## What the task asks
Take each line in the entries below that holds "semantic" and show it.

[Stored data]
= Beginning of Section =
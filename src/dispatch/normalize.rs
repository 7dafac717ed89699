//! Upstream result normalization.
//!
//! Ledger getters answer with arrays, JSON-encoded strings, bare objects or
//! nothing at all. Everything downstream works on `Option<Vec<Value>>`:
//! `None` means the call produced no result, `Some(vec![])` means it
//! succeeded with zero matches.

use serde_json::Value;
use thiserror::Error;

#[derive(Debug, Error)]
#[error("Unable to parse upstream result: {0}")]
pub struct NormalizeError(#[from] serde_json::Error);

/// Normalize an upstream value into an ordered record sequence.
pub fn normalize(value: Value) -> Result<Option<Vec<Value>>, NormalizeError> {
    match value {
        Value::Null => Ok(None),
        Value::Array(records) => Ok(Some(records)),
        Value::String(text) => match serde_json::from_str::<Value>(&text)? {
            Value::Null => Ok(None),
            Value::Array(records) => Ok(Some(records)),
            record => Ok(Some(vec![record])),
        },
        record => Ok(Some(vec![record])),
    }
}

#[cfg(test)]
mod tests {
    use super::*;
    use serde_json::json;

    #[test]
    fn test_array_is_returned_unchanged() {
        let records = normalize(json!([3, 1, 2])).unwrap().unwrap();
        assert_eq!(records, vec![json!(3), json!(1), json!(2)]);
    }

    #[test]
    fn test_json_array_string() {
        let records = normalize(json!(r#"[{"key":"k1"},{"key":"k2"}]"#)).unwrap().unwrap();
        assert_eq!(records, vec![json!({"key": "k1"}), json!({"key": "k2"})]);
    }

    #[test]
    fn test_json_object_string() {
        let records = normalize(json!(r#"{"key":"k1","value":42}"#)).unwrap().unwrap();
        assert_eq!(records, vec![json!({"key": "k1", "value": 42})]);
    }

    #[test]
    fn test_bare_object_is_wrapped() {
        let records = normalize(json!({"height": 10})).unwrap().unwrap();
        assert_eq!(records, vec![json!({"height": 10})]);
    }

    #[test]
    fn test_absent_differs_from_empty() {
        assert_eq!(normalize(Value::Null).unwrap(), None);
        assert_eq!(normalize(json!([])).unwrap(), Some(vec![]));
        assert_eq!(normalize(json!("[]")).unwrap(), Some(vec![]));
        assert_eq!(normalize(json!("null")).unwrap(), None);
    }

    #[test]
    fn test_unparseable_string_is_an_error() {
        let err = normalize(json!("not json")).unwrap_err();
        assert!(err.to_string().starts_with("Unable to parse upstream result"));
    }
}
//! Configuration management subsystem.
//!
//! # Data Flow
//! ```text
//! config file (TOML)
//!     → loader.rs (parse & deserialize)
//!     → validation.rs (semantic checks)
//!     → GatewayConfig (validated, immutable)
//!     → cloned into each subsystem at startup
//! ```
//!
//! # Design Decisions
//! - Config is immutable once loaded; changes require a restart
//! - All fields have defaults to allow minimal configs
//! - Validation separates syntactic (serde) from semantic checks

pub mod loader;
pub mod schema;
pub mod validation;

pub use loader::{load_config, ConfigError};
pub use schema::GatewayConfig;
pub use schema::{LedgerConfig, ListenerConfig, LogFormat, ObservabilityConfig, RelayConfig, TlsConfig};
= End of Section =
## Answer space
//!     → validation.rs (semantic checks)
//! - Validation separates syntactic (serde) from semantic checks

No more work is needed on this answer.